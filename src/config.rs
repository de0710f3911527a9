/*
    Copyright © 2023, ParallelChain Lab
    Licensed under the Apache License, Version 2.0: http://www.apache.org/licenses/LICENSE-2.0
*/

//! User-defined parameters of a [`ReaderCache`](crate::reader_cache::ReaderCache).
//!
//! The configuration can be defined using the builder pattern, for example:
//!
//! ```
//! # use std::time::Duration;
//! # use state_reader_cache::config::ReaderCacheConfig;
//! let config = ReaderCacheConfig::builder()
//!     .sweep_interval(Duration::from_secs(5))
//!     .leak_warning_after(Duration::from_secs(60))
//!     .log_events(true)
//!     .build();
//! ```

use std::time::Duration;

use typed_builder::TypedBuilder;

/// Stores the user-defined parameters of a reader cache, that is:
/// 1. The sweep interval, which defines how often the cache retires its current reader so that the
///    storage engine can reclaim the space the reader pins.
/// 2. The leak warning delay, which defines how long a reader may stay alive before a warning is
///    logged about it.
/// 3. The "Log Events" flag, if set to "true" then lifecycle events are logged.
///
/// ## Sweep interval
///
/// A reader that stays cached for a long time pins an old version of the state, which blocks the
/// storage engine from compacting it away. A short interval bounds how much old state is pinned; a
/// long interval lets more units of work share one reader. The interval must be non-zero.
///
/// ## Leak warning delay
///
/// Should be several times the sweep interval: a reader is expected to be retired by a sweep and then
/// released by its last lease holder within a handful of processing cycles. The warning is advisory
/// only and never forces a reader to be released.
#[derive(Clone, Debug, TypedBuilder)]
#[builder(builder_method(doc = "
    Create a builder for building a [ReaderCacheConfig]. On the builder call the following methods to construct a valid [ReaderCacheConfig].

    Optional:
    - `.sweep_interval(...)`
    - `.leak_warning_after(...)`
    - `.log_events(...)`
"))]
pub struct ReaderCacheConfig {
    #[builder(
        default = Duration::from_secs(5),
        setter(doc = "Set how often the current reader is retired. Optional, defaults to 5 seconds.")
    )]
    pub sweep_interval: Duration,
    #[builder(
        default = Duration::from_secs(60),
        setter(doc = "Set how long a reader may live before a leak warning is logged. Optional, defaults to 60 seconds.")
    )]
    pub leak_warning_after: Duration,
    #[builder(
        default = true,
        setter(doc = "Enable logging of lifecycle events? Optional, defaults to true.")
    )]
    pub log_events: bool,
}

impl Default for ReaderCacheConfig {
    fn default() -> Self {
        Self::builder().build()
    }
}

━━━━━━━━━━━━━━━━━━━━

- _Work to complete_
Only the lines from the one with "logging of lifecycle" through the last line of the records belong in the answer, each copied exactly.

- _Worked solution_
        setter(doc = "Enable logging of lifecycle events? Optional, defaults to true.")
    )]
    pub log_events: bool,
}

impl Default for ReaderCacheConfig {
    fn default() -> Self {
        Self::builder().build()
    }
}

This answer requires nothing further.